▸ **What you have to do**:
Of the lines in the data below, write out exactly those from the one holding "if b.nrows() != m" through the one holding "of the result.", both included.

:::::

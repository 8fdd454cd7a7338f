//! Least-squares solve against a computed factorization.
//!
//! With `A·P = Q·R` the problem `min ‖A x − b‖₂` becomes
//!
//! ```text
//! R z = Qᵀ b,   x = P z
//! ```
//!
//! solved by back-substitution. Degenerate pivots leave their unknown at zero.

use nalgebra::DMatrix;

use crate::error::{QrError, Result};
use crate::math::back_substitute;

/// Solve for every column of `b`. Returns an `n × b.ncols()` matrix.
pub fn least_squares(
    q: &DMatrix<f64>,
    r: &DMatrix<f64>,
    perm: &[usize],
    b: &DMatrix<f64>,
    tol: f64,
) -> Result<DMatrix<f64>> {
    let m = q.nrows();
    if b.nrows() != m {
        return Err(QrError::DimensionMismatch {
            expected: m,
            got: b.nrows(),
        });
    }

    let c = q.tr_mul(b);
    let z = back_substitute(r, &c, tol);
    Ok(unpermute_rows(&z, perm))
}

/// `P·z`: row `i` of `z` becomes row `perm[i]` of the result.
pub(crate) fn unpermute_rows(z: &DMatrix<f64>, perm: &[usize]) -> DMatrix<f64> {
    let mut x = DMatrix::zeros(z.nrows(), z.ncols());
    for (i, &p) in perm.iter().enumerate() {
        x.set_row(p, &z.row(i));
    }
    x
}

:::::

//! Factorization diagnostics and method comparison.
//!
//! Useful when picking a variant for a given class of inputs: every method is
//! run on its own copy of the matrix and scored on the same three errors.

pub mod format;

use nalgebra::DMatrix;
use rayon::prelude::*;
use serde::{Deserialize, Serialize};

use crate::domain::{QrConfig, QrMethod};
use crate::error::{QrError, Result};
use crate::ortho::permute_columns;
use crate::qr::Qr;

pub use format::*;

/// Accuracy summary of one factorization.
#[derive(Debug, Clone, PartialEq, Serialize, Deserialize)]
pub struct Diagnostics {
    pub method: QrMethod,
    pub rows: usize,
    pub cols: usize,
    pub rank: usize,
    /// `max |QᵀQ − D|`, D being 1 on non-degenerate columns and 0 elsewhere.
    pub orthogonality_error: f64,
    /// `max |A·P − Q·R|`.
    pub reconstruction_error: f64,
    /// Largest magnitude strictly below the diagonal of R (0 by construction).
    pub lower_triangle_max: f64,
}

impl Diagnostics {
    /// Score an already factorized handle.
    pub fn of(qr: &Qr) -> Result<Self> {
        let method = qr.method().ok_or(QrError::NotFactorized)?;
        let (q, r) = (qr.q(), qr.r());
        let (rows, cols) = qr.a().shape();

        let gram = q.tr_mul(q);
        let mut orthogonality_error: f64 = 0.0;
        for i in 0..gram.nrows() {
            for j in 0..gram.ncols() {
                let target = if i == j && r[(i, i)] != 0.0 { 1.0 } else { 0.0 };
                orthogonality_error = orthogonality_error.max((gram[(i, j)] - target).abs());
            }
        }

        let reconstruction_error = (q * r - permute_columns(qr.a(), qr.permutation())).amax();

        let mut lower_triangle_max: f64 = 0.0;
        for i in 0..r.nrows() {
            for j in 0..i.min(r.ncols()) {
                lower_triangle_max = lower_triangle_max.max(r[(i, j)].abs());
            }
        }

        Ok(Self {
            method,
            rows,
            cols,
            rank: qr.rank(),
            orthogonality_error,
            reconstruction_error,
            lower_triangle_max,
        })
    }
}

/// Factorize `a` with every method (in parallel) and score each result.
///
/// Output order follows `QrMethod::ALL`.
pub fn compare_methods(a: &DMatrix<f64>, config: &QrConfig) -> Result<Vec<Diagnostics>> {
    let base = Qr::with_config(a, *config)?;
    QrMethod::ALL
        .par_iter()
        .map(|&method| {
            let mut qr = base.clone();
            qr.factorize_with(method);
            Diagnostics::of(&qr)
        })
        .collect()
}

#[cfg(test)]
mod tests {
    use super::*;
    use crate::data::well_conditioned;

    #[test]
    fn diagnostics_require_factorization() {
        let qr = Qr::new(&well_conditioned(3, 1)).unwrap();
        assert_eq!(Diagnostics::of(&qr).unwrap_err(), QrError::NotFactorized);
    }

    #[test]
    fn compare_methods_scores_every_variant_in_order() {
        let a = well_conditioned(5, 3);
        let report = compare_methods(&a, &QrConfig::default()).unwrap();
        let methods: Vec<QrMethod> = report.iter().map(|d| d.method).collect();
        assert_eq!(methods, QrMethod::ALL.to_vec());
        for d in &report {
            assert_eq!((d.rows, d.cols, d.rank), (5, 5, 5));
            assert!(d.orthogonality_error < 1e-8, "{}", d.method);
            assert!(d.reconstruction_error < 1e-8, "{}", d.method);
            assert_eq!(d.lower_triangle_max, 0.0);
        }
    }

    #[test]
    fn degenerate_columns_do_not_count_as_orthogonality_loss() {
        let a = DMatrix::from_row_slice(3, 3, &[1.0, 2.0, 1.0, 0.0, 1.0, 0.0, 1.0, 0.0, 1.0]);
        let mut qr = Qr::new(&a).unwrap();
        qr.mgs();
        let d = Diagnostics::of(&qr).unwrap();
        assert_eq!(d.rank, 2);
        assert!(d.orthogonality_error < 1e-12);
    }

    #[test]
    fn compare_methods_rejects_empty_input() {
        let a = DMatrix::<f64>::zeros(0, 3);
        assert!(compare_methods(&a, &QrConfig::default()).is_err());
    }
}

:::::

▸ **Response box**:
    if b.nrows() != m {
        return Err(QrError::DimensionMismatch {
            expected: m,
            got: b.nrows(),
        });
    }

    let c = q.tr_mul(b);
    let z = back_substitute(r, &c, tol);
    Ok(unpermute_rows(&z, perm))
}

/// `P·z`: row `i` of `z` becomes row `perm[i]` of the result.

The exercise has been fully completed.